Industry News - Asian Oil & Gas Reports - Delivering the perfect formation fluid sampleDelivering the perfect formation fluid sample from: Asian Oil & Gas by: Rick von Flatern Thursday, August 24, 2006
With increasing water depths, sound decisions on how, when
or whether to complete high-risk wells have become ever more
critical to operators' economic health. In recent years, with
their constant refinement, wireline formation pressure testing
and sampling tools have become nearly indispensable in that
decision process. Rick von Flatern spoke with service providers
about how they plan to deliver the goods.
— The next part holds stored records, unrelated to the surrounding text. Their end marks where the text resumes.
/// Blending of vision scores with nearby-observation frequency scores.
///
/// Every taxon appearing in either input gets exactly one output entry. The
/// boost constants (3, 6) and the 0.75 dampener for frequency-only taxa are
/// empirically tuned upstream and preserved verbatim.
use indexmap::IndexMap;
use serde::{Deserialize, Serialize};
use std::collections::HashMap;
use tracing::debug;

use super::normalize::{normalize, Scored};
use crate::core::request::ScoreFlags;
use crate::sources::TaxonCount;
use crate::taxonomy::AncestryIndex;

/// Dampener applied to taxa that appear only in the frequency data, so a
/// single unmatched nearby taxon never outranks genuine vision matches.
const FREQUENCY_ONLY_FACTOR: f64 = 0.75;

#[derive(Debug, Clone, PartialEq, Serialize, Deserialize)]
pub struct CombinedScore {
    pub taxon_id: u32,
    pub combined_score: f64,
    pub frequency_score: f64,
    pub vision_score: f64,
}

impl Scored for CombinedScore {
    fn score(&self) -> f64 {
        self.combined_score
    }
    fn set_score(&mut self, score: f64) {
        self.combined_score = score;
    }
}

/// Combine normalized vision scores with nearby frequency counts into one
/// ranked list, normalized to 0-100 and truncated to `per_page`.
///
/// With no frequency data at all the contract degrades to the top vision
/// scores unchanged, each reported as its own vision score.
pub fn blend(
    vision: &[TaxonCount],
    nearby: Option<&[TaxonCount]>,
    common_ancestor_id: Option<u32>,
    ancestry: &AncestryIndex,
    flags: &ScoreFlags,
    per_page: usize,
) -> Vec<CombinedScore> {
    let Some(nearby) = nearby else {
        return vision
            .iter()
            .take(per_page)
            .map(|s| CombinedScore {
                taxon_id: s.taxon_id,
                combined_score: s.count,
                frequency_score: 0.0,
                vision_score: s.count,
            })
            .collect();
    };

    let mut frequency_scores: HashMap<u32, f64> = HashMap::new();
    for r in nearby {
        frequency_scores.insert(r.taxon_id, r.count);
    }

    // Boost only with nearby taxa inside the common ancestor when one
    // exists; with no common ancestor every nearby taxon participates.
    let in_scope: Vec<&TaxonCount> = match common_ancestor_id {
        Some(ancestor_id) => nearby
            .iter()
            .filter(|r| ancestry.is_descendant(ancestor_id, r.taxon_id))
            .collect(),
        None => nearby.iter().collect(),
    };
    debug!(
        "blending {} vision scores against {} nearby taxa ({} in scope)",
        vision.len(),
        nearby.len(),
        in_scope.len()
    );

    // Frequency-only taxa start from their dampened frequency share.
    let mut combined: IndexMap<u32, f64> = IndexMap::new();
    let scope_sum: f64 = in_scope.iter().map(|r| r.count).sum();
    if scope_sum > 0.0 {
        for r in &in_scope {
            combined.insert(r.taxon_id, (r.count / scope_sum) * FREQUENCY_ONLY_FACTOR);
        }
    }

    // Vision taxa either get boosted by their frequency ratio or keep their
    // raw vision score.
    let mut vision_scores: HashMap<u32, f64> = HashMap::new();
    for s in vision {
        vision_scores.insert(s.taxon_id, s.count);
        let boosted = match combined.get(&s.taxon_id) {
            Some(frequency_share) if *frequency_share > 0.0 => {
                let ratio = frequency_share / FREQUENCY_ONLY_FACTOR;
                s.count * (3.0 + ratio * 6.0)
            }
            _ => s.count,
        };
        combined.insert(s.taxon_id, boosted);
    }

    let mut results: Vec<CombinedScore> = combined
        .iter()
        .map(|(taxon_id, score)| {
            let vision_score = vision_scores.get(taxon_id).copied().unwrap_or(0.0);
            CombinedScore {
                taxon_id: *taxon_id,
                combined_score: if flags.frequency_only_remove {
                    vision_score
                } else {
                    *score
                },
                frequency_score: frequency_scores.get(taxon_id).copied().unwrap_or(0.0),
                vision_score,
            }
        })
        .collect();

    if flags.must_be_in_frequency || flags.frequency_only_remove {
        results.retain(|s| frequency_scores.contains_key(&s.taxon_id));
    }
    if flags.must_be_in_vision {
        results.retain(|s| s.vision_score > 0.0);
    }

    // Stable sort: equal combined scores keep insertion order.
    results.sort_by(|a, b| {
        b.combined_score
            .partial_cmp(&a.combined_score)
            .unwrap_or(std::cmp::Ordering::Equal)
    });
    normalize(&mut results, 100.0);
    results.truncate(per_page);
    results
}
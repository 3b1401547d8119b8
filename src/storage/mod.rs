pub mod cache;

pub use cache::ResultCache;
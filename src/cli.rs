/// Command-line interface: score a local image against a configured vision
/// model, with the taxonomy loaded from a taxa metadata export. Frequency
/// backends are service-side collaborators and are not wired here, so CLI
/// scoring runs in the vision-only degraded mode.
use anyhow::{bail, Context};
use chrono::NaiveDate;
use clap::{Args, Parser, Subcommand};
use colored::*;
use std::path::PathBuf;
use std::sync::Arc;
use std::time::Duration;

use crate::core::config::Config;
use crate::core::engine::ScoreEngine;
use crate::core::request::ScoreRequest;
use crate::sources::{FileTaxonSource, VisionClient};
use crate::storage::ResultCache;
use crate::taxonomy::AncestryIndex;

#[derive(Parser)]
#[command(
    name = "taxavision",
    about = "Vision score fusion and common-ancestor inference",
    version
)]
pub struct Cli {
    /// Increase output verbosity
    #[arg(short, long, global = true, action = clap::ArgAction::Count)]
    pub verbose: u8,

    #[command(subcommand)]
    pub command: Commands,
}

#[derive(Subcommand)]
pub enum Commands {
    /// Score an image and print the ranked candidate taxa
    Score(ScoreArgs),
    /// Write a default configuration file
    Init(InitArgs),
}

#[derive(Args)]
pub struct ScoreArgs {
    /// Image file to score
    pub image: PathBuf,

    /// Configuration file (defaults to taxavision.toml when present)
    #[arg(short, long)]
    pub config: Option<PathBuf>,

    /// Observation latitude
    #[arg(long)]
    pub lat: Option<f64>,

    /// Observation longitude
    #[arg(long)]
    pub lng: Option<f64>,

    /// Observation date (YYYY-MM-DD)
    #[arg(long)]
    pub observed_on: Option<NaiveDate>,

    /// Restrict candidates to this taxon's descendants
    #[arg(long)]
    pub taxon_id: Option<u32>,

    /// Number of results to return
    #[arg(long)]
    pub per_page: Option<usize>,
}

#[derive(Args)]
pub struct InitArgs {
    /// Where to write the configuration file
    #[arg(default_value = "taxavision.toml")]
    pub path: PathBuf,
}

pub async fn run_score(args: ScoreArgs) -> anyhow::Result<()> {
    let config = load_config(args.config.as_deref())?;
    let Some(taxa_file) = &config.taxonomy.taxa_file else {
        bail!("taxonomy.taxa_file must be set to score from the command line");
    };
    let taxa = Arc::new(
        FileTaxonSource::load(taxa_file)
            .with_context(|| format!("loading taxa file {}", taxa_file.display()))?,
    );

    let ancestry = Arc::new(AncestryIndex::new(taxa.clone()));
    ancestry.load(&taxa.taxon_ids()).await;

    let vision = Arc::new(VisionClient::new(
        &config.vision.url,
        Duration::from_secs(config.vision.timeout_secs),
    )?);
    let cache = Arc::new(ResultCache::new(&config.cache.dir));
    let engine = ScoreEngine::new(ancestry, cache, vision, taxa)
        .with_scoring(config.scoring.clone());

    let request = ScoreRequest {
        lat: args.lat,
        lng: args.lng,
        observed_on: args.observed_on,
        taxon_id: args.taxon_id,
        per_page: args.per_page,
        ..Default::default()
    };
    let image = std::fs::read(&args.image)
        .with_context(|| format!("reading image {}", args.image.display()))?;
    let filename = args
        .image
        .file_name()
        .map(|n| n.to_string_lossy().into_owned())
        .unwrap_or_else(|| "image.jpg".to_string());

    let response = engine.score_image(&request, image, &filename).await?;

    if let Some(ancestor) = &response.common_ancestor {
        println!(
            "{} {} ({}, score {:.1})",
            "Common ancestor:".bold(),
            ancestor.taxon.name.green(),
            ancestor.taxon.rank,
            ancestor.score
        );
    }
    if response.results.is_empty() {
        println!("No scorable taxa.");
        return Ok(());
    }
    for (i, result) in response.results.iter().enumerate() {
        println!(
            "{:>3}. {:<40} {:>8} {:>10.3}",
            i + 1,
            result.taxon.name,
            result.taxon.rank,
            result.combined_score
        );
    }
    Ok(())
}

pub fn run_init(args: InitArgs) -> anyhow::Result<()> {
    let config = Config::default();
    config.save(&args.path)?;
    println!("Wrote {}", args.path.display());
    Ok(())
}

fn load_config(path: Option<&std::path::Path>) -> anyhow::Result<Config> {
    match path {
        Some(path) => Ok(Config::from_file(path)?),
        None => {
            let default_path = std::path::Path::new("taxavision.toml");
            if default_path.exists() {
                Ok(Config::from_file(default_path)?)
            } else {
                Ok(Config::default())
            }
        }
    }
}
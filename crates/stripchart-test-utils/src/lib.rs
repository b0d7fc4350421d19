//! Test utilities for stripchart.
//!
//! - [`RecordingCanvas`] - a [`Canvas`](stripchart::Canvas) that resolves
//!   each stroke, fill and text call against the graphics state in effect,
//!   so tests can assert on what would actually appear on screen
//! - [`FixedMetrics`] - a [`TextMeasurer`](stripchart::TextMeasurer) with
//!   fixed glyph sizes that remembers every string it measured
//!
//! # Example
//!
//! ```rust
//! use stripchart::{ChartConfig, StripChart, Viewport};
//! use stripchart_test_utils::{FixedMetrics, RecordingCanvas};
//!
//! let chart = StripChart::new(ChartConfig::default()).unwrap();
//! let metrics = FixedMetrics::new(6.0, 10.0);
//! let mut canvas = RecordingCanvas::new();
//!
//! chart.render_to(
//!     &mut canvas,
//!     chart.initial_layout(),
//!     0.0,
//!     Some(Viewport::new(400.0, 300.0)),
//!     &[],
//!     &metrics,
//! );
//!
//! assert!(canvas.is_balanced());
//! assert!(metrics.measure_count() > 0);
//! ```

pub mod metrics;
pub mod recording_canvas;

pub use metrics::*;
pub use recording_canvas::*;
A successful wireline formation test
operation depends on a few critical
factors, foremost of which is that the
formation fluid sample be as
contamination-free as possible and that it
arrive at the laboratory in as close to
in situ condition as possible .
Perfect results - zero contamination,
exact maintenance of in situ conditions -
are rarely if ever achieved and so
processing has long relied on corrections,
correlations that depend on certain
assumptions, all of which are potential
error sources.
For most of downhole sampling tool
history, these uncertainties were deemed
acceptable as even flawed tests provided
operators with critical knowledge early on
about such things as fluid composition and
viscosity.
But today, formation testing experts are
determined to deliver more precise data as
the cost of mistakes in remote locations,
hostile environments and deep water
continues to rise.
Traditionally, obtaining the cleanest
sample possible was achieved by flowing
the well through the sampling tool into
extra bottles on the assumption the last
bottle filled would be mostly formation
fluid. This system was refined when tools
were able to flow to the annulus until
sensors on the tool determined
contamination levels were at acceptable
levels.
Over time that acceptable level was as
high as 10% contamination, even more on
stubborn wells. And though better than no
sample or pressure test at all, margins of
error can grow with contamination levels.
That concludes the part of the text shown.